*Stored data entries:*

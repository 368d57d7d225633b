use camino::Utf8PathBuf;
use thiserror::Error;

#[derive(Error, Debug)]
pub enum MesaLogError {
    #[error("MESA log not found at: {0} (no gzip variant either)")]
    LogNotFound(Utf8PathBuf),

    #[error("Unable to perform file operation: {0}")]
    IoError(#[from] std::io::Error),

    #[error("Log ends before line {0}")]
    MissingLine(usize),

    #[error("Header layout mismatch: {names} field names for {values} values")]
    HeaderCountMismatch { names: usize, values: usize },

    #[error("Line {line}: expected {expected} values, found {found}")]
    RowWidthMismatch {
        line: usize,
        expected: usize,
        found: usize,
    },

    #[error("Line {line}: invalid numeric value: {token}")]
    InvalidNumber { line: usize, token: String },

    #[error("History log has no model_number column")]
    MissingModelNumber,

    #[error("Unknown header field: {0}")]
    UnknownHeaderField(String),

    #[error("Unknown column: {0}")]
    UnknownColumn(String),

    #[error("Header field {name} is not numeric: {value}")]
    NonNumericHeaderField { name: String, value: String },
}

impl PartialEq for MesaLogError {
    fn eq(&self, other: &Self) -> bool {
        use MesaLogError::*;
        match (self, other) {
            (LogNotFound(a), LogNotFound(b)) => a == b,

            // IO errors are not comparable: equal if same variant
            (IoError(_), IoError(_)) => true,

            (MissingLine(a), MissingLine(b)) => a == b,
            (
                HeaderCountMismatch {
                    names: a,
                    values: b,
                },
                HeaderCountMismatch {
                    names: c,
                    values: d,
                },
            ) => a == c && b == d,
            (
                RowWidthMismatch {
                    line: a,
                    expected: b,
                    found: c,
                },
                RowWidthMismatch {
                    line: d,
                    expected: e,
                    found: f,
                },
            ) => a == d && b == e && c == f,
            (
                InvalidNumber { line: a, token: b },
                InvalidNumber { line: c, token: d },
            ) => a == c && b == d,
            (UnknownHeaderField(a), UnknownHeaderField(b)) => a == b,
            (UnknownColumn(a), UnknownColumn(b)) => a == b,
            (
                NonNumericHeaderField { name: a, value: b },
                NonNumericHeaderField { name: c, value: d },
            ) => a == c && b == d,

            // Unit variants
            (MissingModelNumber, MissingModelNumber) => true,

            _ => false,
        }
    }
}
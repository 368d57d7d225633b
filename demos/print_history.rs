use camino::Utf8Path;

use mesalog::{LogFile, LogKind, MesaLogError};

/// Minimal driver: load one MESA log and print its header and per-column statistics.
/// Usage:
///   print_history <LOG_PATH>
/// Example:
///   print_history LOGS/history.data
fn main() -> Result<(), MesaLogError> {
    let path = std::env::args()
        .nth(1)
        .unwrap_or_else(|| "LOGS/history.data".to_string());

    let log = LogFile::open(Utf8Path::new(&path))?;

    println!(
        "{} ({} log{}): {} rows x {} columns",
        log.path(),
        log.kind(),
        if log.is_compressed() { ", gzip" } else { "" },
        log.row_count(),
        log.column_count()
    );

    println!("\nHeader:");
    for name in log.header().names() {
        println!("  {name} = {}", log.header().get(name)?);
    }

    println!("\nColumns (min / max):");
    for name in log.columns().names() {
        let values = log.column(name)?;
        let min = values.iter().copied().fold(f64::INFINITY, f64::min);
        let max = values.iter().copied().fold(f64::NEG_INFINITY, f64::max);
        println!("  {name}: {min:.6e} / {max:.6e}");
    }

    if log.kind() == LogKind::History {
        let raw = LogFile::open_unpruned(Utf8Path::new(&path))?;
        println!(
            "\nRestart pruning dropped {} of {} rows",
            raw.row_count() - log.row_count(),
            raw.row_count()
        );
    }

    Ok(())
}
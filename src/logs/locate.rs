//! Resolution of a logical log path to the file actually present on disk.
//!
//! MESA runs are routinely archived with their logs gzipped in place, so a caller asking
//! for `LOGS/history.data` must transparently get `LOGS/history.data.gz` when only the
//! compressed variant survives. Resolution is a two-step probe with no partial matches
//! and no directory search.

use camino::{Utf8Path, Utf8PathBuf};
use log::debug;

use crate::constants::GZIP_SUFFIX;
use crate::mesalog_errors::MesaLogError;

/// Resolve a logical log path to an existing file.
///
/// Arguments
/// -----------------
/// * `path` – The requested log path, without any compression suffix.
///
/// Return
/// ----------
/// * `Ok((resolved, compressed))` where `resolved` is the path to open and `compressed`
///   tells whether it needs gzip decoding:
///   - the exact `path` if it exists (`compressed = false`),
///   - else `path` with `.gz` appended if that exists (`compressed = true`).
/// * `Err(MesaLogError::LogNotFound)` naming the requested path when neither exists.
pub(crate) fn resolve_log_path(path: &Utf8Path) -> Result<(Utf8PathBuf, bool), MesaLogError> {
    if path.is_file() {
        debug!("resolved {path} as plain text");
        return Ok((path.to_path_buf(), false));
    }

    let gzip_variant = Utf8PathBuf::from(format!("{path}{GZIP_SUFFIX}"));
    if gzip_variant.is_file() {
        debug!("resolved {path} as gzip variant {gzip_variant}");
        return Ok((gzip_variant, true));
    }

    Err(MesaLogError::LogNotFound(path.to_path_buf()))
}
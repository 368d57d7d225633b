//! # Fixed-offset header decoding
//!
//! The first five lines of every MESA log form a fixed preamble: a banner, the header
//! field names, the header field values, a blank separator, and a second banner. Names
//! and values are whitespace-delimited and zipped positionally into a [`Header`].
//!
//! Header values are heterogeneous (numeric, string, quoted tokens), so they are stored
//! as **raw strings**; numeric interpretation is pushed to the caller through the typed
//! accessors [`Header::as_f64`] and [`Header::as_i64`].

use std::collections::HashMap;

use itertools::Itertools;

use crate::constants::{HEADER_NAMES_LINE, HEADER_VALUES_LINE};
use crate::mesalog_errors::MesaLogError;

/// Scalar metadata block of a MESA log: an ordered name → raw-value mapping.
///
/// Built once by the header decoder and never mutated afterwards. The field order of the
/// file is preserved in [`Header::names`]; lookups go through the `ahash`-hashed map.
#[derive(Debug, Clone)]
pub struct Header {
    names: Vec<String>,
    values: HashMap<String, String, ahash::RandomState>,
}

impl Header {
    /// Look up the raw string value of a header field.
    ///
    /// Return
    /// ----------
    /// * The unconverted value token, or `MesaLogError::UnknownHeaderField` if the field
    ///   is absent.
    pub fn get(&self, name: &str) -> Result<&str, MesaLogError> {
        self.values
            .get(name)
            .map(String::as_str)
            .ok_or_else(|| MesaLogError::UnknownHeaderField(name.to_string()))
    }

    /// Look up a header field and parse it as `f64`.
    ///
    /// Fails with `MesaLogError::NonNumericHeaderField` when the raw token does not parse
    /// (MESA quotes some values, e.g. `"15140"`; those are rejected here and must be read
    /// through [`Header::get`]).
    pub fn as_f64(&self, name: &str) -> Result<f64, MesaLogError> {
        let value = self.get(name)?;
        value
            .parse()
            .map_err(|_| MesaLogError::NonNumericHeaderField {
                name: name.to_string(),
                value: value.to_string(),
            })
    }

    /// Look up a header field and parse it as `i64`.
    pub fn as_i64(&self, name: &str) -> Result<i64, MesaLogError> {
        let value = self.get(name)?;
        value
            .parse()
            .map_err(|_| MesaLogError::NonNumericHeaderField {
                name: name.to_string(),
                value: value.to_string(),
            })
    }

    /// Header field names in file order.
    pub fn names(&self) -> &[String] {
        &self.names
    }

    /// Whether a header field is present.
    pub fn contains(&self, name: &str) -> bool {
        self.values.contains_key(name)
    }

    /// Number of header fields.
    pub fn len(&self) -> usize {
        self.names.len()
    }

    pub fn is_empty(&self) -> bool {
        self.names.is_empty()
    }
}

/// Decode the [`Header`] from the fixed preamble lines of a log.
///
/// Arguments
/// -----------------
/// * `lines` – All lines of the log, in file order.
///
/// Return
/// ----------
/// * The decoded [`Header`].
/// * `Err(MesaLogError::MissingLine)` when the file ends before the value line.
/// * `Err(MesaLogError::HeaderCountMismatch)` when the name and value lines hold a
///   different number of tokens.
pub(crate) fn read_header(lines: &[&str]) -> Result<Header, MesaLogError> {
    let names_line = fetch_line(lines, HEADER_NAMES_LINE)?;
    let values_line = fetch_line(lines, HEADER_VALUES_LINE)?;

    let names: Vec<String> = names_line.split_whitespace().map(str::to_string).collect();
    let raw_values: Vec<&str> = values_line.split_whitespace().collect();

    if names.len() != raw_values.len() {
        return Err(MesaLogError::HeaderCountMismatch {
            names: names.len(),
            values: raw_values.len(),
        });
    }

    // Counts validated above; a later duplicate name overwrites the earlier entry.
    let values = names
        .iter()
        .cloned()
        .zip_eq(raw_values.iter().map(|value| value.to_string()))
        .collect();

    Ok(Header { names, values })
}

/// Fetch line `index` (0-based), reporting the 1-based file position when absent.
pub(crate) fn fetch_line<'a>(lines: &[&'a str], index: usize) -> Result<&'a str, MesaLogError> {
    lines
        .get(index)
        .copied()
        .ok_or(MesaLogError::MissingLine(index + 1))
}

*Work to be completed:* In the data above, how many lines contain the word "UnknownHeaderField"? Write the number only.

*Response to the task:* 4